The lord of this kingdom is Cesar Luciani (Niels Arestrup), a Corsican crime boss running his syndicate from inside the prison. A small band of fellow Corsicans still supports him, and he has bought off guards and lawyers. But his power has waned as he’s aged. Arestrup subtly plays a once-potent man whose rage now barely conceals his bewilderment and fear; when he warns Malik that he needs “friends,” he’s also talking about himself. In an especially poignant scene, Luciani consults a lawyer who says he’ll never leave prison. As the words sink in, the old Corsican looks out the window, his eye lingering on the dead leaves pressed against the sill.
Even in his decline, Luciani makes decisions as to who lives and dies. He makes Malik an offer he can’t refuse: kill another inmate, Reyeb (Hichem Yacoubi), in exchange for protection. “Just remember: now that you’re in on it, if you don’t kill him,” Luciani declares, “I kill you.” Pale and shaking, Malik carries out the bloody murder, earning Luciani’s protection, but not his respect. The Corsicans see him as an outsider: he doesn’t speak their language or share their blood. As ambitious and wily as Malik may be, he remains liminal, never quite an Arab (speaking Arabic but not associating with other Arabs), never quite Corsican (protected by them, but treated as a servant).
As he is rejected, Malik also rejects group affiliations, assuming a sort of fictional independence. But, Luciani reminds him, he doesn’t get to decide who he is: “You have Luciani written all over your face. People look at you and they see me.” It’s clear too that Malik reacts out of his own distrust and anger. When a Muslim asks for help from the Corsicans, Malik asks why he should bother. What can the Muslim offer him? “Brotherhood,” the Muslim replies. Malik shoots back, “So I should make up for being their slave by being yours?”
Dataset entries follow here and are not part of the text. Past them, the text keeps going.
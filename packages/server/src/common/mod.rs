pub mod errors;

pub use errors::{AccountError, StoreError};
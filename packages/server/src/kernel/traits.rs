// Trait definitions for dependency injection
//
// These are INFRASTRUCTURE traits only - no business logic.
// Business logic (like "create an account") lives in domain actions
// that use these traits.
//
// Naming convention: Base* for trait names (e.g., BaseAccountStore)

use async_trait::async_trait;
use uuid::Uuid;

use crate::common::errors::StoreError;
use crate::domains::account::models::Account;

/// Fields for a new account record.
///
/// `password_digest` arrives already hashed; the store never sees plaintext.
#[derive(Debug, Clone)]
pub struct NewAccount {
    pub name: String,
    pub email: String,
    pub password_digest: String,
}

/// Partial update for an account record. `None` fields are left untouched.
#[derive(Debug, Clone, Default)]
pub struct AccountPatch {
    pub name: Option<String>,
    pub email: Option<String>,
    pub password_digest: Option<String>,
}

// =============================================================================
// Account Store Trait (Infrastructure - persistence boundary)
// =============================================================================

#[async_trait]
pub trait BaseAccountStore: Send + Sync {
    /// Find an account by exact email
    async fn find_by_email(&self, email: &str) -> Result<Option<Account>, StoreError>;

    /// Find an account by id
    async fn find_by_id(&self, id: Uuid) -> Result<Option<Account>, StoreError>;

    /// All accounts, newest first
    async fn find_all(&self) -> Result<Vec<Account>, StoreError>;

    /// Insert a new record; the store assigns id and timestamps
    async fn insert(&self, fields: NewAccount) -> Result<Account, StoreError>;

    /// Apply a partial update, refreshing `updated_at`; `None` if the id
    /// does not exist
    async fn update_by_id(
        &self,
        id: Uuid,
        patch: AccountPatch,
    ) -> Result<Option<Account>, StoreError>;

    /// Remove a record; `true` if something was deleted
    async fn delete_by_id(&self, id: Uuid) -> Result<bool, StoreError>;
}
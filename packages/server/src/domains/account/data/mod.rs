mod account;

pub use account::{
    AccountData, CreateSessionInput, CreateUserInput, SessionData, UpdateUserInput,
};
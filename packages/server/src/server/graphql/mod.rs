pub mod context;
pub mod schema;

pub use context::GraphQLContext;
pub use schema::{create_schema, Schema};
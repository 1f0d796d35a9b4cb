use anyhow::{Context, Result};
use dotenvy::dotenv;
use std::env;

/// Application configuration loaded from environment variables
#[derive(Debug, Clone)]
pub struct Config {
    pub database_url: String,
    pub jwt_secret: String,
    pub port: u16,
}

impl Config {
    /// Load configuration from environment variables
    ///
    /// A missing required variable aborts startup; nothing here is
    /// recoverable per-request.
    pub fn from_env() -> Result<Self> {
        // Load .env file if present (development)
        let _ = dotenv();

        Ok(Self {
            database_url: env::var("DATABASE_URL").context("DATABASE_URL must be set")?,
            jwt_secret: env::var("JWT_SECRET").context("JWT_SECRET must be set")?,
            port: env::var("PORT")
                .unwrap_or_else(|_| "8080".to_string())
                .parse()
                .context("PORT must be a valid number")?,
        })
    }
}
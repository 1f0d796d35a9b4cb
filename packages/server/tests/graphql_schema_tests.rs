//! GraphQL schema tests executed in-process, without an HTTP server.

use std::sync::Arc;

use juniper::Variables;
use server_core::domains::auth::JwtService;
use server_core::kernel::{MemoryAccountStore, ServerDeps};
use server_core::server::graphql::{create_schema, GraphQLContext};
use uuid::Uuid;

fn test_context() -> GraphQLContext {
    let store = Arc::new(MemoryAccountStore::new());
    let jwt_service = Arc::new(JwtService::new(
        "test_secret_key",
        "test_issuer".to_string(),
    ));
    GraphQLContext::new(ServerDeps::new(store, jwt_service))
}

const CREATE_ALICE: &str = r#"mutation {
    createUser(userInput: {
        name: "Alice",
        email: "alice@example.com",
        password: "hunter2!"
    }) {
        id
        name
        email
    }
}"#;

#[tokio::test]
async fn test_create_user_and_read_back() {
    let ctx = test_context();
    let schema = create_schema();

    let (value, errors) = juniper::execute(CREATE_ALICE, None, &schema, &Variables::new(), &ctx)
        .await
        .unwrap();
    assert!(errors.is_empty());

    let created = value
        .as_object_value()
        .and_then(|o| o.get_field_value("createUser"))
        .and_then(|v| v.as_object_value())
        .expect("createUser should return an object");
    assert_eq!(
        created.get_field_value("name").and_then(|v| v.as_string_value()),
        Some("Alice")
    );

    let (value, errors) = juniper::execute(
        r#"{ readOneUserEmail(email: "alice@example.com") { name email } }"#,
        None,
        &schema,
        &Variables::new(),
        &ctx,
    )
    .await
    .unwrap();
    assert!(errors.is_empty());

    let found = value
        .as_object_value()
        .and_then(|o| o.get_field_value("readOneUserEmail"))
        .and_then(|v| v.as_object_value())
        .expect("readOneUserEmail should return an object");
    assert_eq!(
        found.get_field_value("email").and_then(|v| v.as_string_value()),
        Some("alice@example.com")
    );
}

#[tokio::test]
async fn test_read_one_user_id_absent_is_null() {
    let ctx = test_context();
    let schema = create_schema();

    let query = format!(r#"{{ readOneUserID(id: "{}") {{ name }} }}"#, Uuid::new_v4());
    let (value, errors) = juniper::execute(&query, None, &schema, &Variables::new(), &ctx)
        .await
        .unwrap();

    assert!(errors.is_empty());
    let field = value
        .as_object_value()
        .and_then(|o| o.get_field_value("readOneUserID"))
        .expect("field should be present");
    assert!(field.is_null());
}

#[tokio::test]
async fn test_duplicate_user_surfaces_error_message() {
    let ctx = test_context();
    let schema = create_schema();

    let (_, errors) = juniper::execute(CREATE_ALICE, None, &schema, &Variables::new(), &ctx)
        .await
        .unwrap();
    assert!(errors.is_empty());

    let (_, errors) = juniper::execute(CREATE_ALICE, None, &schema, &Variables::new(), &ctx)
        .await
        .unwrap();
    assert!(!errors.is_empty());
    assert!(format!("{:?}", errors).contains("user already exists"));
}

#[tokio::test]
async fn test_create_session_returns_bearer_token() {
    let ctx = test_context();
    let schema = create_schema();

    juniper::execute(CREATE_ALICE, None, &schema, &Variables::new(), &ctx)
        .await
        .unwrap();

    let (value, errors) = juniper::execute(
        r#"mutation {
            createSession(createSessionInput: {
                email: "alice@example.com",
                password: "hunter2!"
            }) {
                token
                name
                email
            }
        }"#,
        None,
        &schema,
        &Variables::new(),
        &ctx,
    )
    .await
    .unwrap();
    assert!(errors.is_empty());

    let session = value
        .as_object_value()
        .and_then(|o| o.get_field_value("createSession"))
        .and_then(|v| v.as_object_value())
        .expect("createSession should return an object");

    let token = session
        .get_field_value("token")
        .and_then(|v| v.as_string_value())
        .expect("session should carry a token");
    assert!(token.starts_with("Bearer "));
    assert_eq!(
        session.get_field_value("name").and_then(|v| v.as_string_value()),
        Some("Alice")
    );
}

#[tokio::test]
async fn test_bad_credentials_share_one_message() {
    let ctx = test_context();
    let schema = create_schema();

    juniper::execute(CREATE_ALICE, None, &schema, &Variables::new(), &ctx)
        .await
        .unwrap();

    let wrong_password = r#"mutation {
        createSession(createSessionInput: {
            email: "alice@example.com",
            password: "not_the_password"
        }) { token }
    }"#;
    let unknown_email = r#"mutation {
        createSession(createSessionInput: {
            email: "nobody@example.com",
            password: "hunter2!"
        }) { token }
    }"#;

    let (_, first) = juniper::execute(wrong_password, None, &schema, &Variables::new(), &ctx)
        .await
        .unwrap();
    let (_, second) = juniper::execute(unknown_email, None, &schema, &Variables::new(), &ctx)
        .await
        .unwrap();

    assert!(!first.is_empty());
    assert!(!second.is_empty());
    assert!(format!("{:?}", first).contains("e-mail or password may be incorrect"));
    assert!(format!("{:?}", second).contains("e-mail or password may be incorrect"));
}
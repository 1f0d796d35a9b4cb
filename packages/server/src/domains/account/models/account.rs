use anyhow::Result;
use chrono::{DateTime, Utc};
use sqlx::PgPool;
use uuid::Uuid;

use crate::kernel::{AccountPatch, NewAccount};

/// Account model - SQL persistence layer
///
/// `password_digest` is always a one-way transform of a caller-supplied
/// plaintext; the plaintext itself is never persisted.
#[derive(sqlx::FromRow, Debug, Clone)]
pub struct Account {
    pub id: Uuid,
    pub name: String,
    pub email: String,
    pub password_digest: String,

    pub created_at: DateTime<Utc>,
    pub updated_at: DateTime<Utc>,
}

impl Account {
    /// Find account by exact email
    pub async fn find_by_email(email: &str, pool: &PgPool) -> Result<Option<Self>> {
        sqlx::query_as::<_, Self>("SELECT * FROM users WHERE email = $1")
            .bind(email)
            .fetch_optional(pool)
            .await
            .map_err(Into::into)
    }

    /// Find account by id
    pub async fn find_by_id(id: Uuid, pool: &PgPool) -> Result<Option<Self>> {
        sqlx::query_as::<_, Self>("SELECT * FROM users WHERE id = $1")
            .bind(id)
            .fetch_optional(pool)
            .await
            .map_err(Into::into)
    }

    /// All accounts, newest first
    pub async fn find_all(pool: &PgPool) -> Result<Vec<Self>> {
        sqlx::query_as::<_, Self>("SELECT * FROM users ORDER BY created_at DESC")
            .fetch_all(pool)
            .await
            .map_err(Into::into)
    }

    /// Insert new account; id and timestamps are assigned by the database
    pub async fn insert(fields: &NewAccount, pool: &PgPool) -> Result<Self> {
        sqlx::query_as::<_, Self>(
            "INSERT INTO users (name, email, password_digest)
             VALUES ($1, $2, $3)
             RETURNING *",
        )
        .bind(&fields.name)
        .bind(&fields.email)
        .bind(&fields.password_digest)
        .fetch_one(pool)
        .await
        .map_err(Into::into)
    }

    /// Apply a partial update, refreshing updated_at
    pub async fn update_by_id(id: Uuid, patch: &AccountPatch, pool: &PgPool) -> Result<Option<Self>> {
        sqlx::query_as::<_, Self>(
            "UPDATE users SET
                name = COALESCE($2, name),
                email = COALESCE($3, email),
                password_digest = COALESCE($4, password_digest),
                updated_at = now()
             WHERE id = $1
             RETURNING *",
        )
        .bind(id)
        .bind(patch.name.as_deref())
        .bind(patch.email.as_deref())
        .bind(patch.password_digest.as_deref())
        .fetch_optional(pool)
        .await
        .map_err(Into::into)
    }

    /// Delete by id; true if a row was removed
    pub async fn delete_by_id(id: Uuid, pool: &PgPool) -> Result<bool> {
        let result = sqlx::query("DELETE FROM users WHERE id = $1")
            .bind(id)
            .execute(pool)
            .await?;

        Ok(result.rows_affected() > 0)
    }
}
In his isolation, the film suggests Malik has an inexplicable “holiness.” He consorts with the spirit of Reyeb, whose death initiated Malik’s transformation from homo sacer to big guy. His experience is framed by spiritual allusions that remain vague: he spends 40 days and 40 nights in solitary confinement, he has a murky dream-premonition that later saves his life, and he survives a close encounter with several bullets. As much as these events justify the film’s title, they are also underdeveloped, if not irrelevant. This added (and occasionally distracting) dimension is unnecessary. Malik remains a profoundly compelling enigma, an effect created in large part by Rahim’s multi-layered performance. At the film’s conclusion, Malik remains alone and unknown, his face filling the screen one more time, large and unreadable.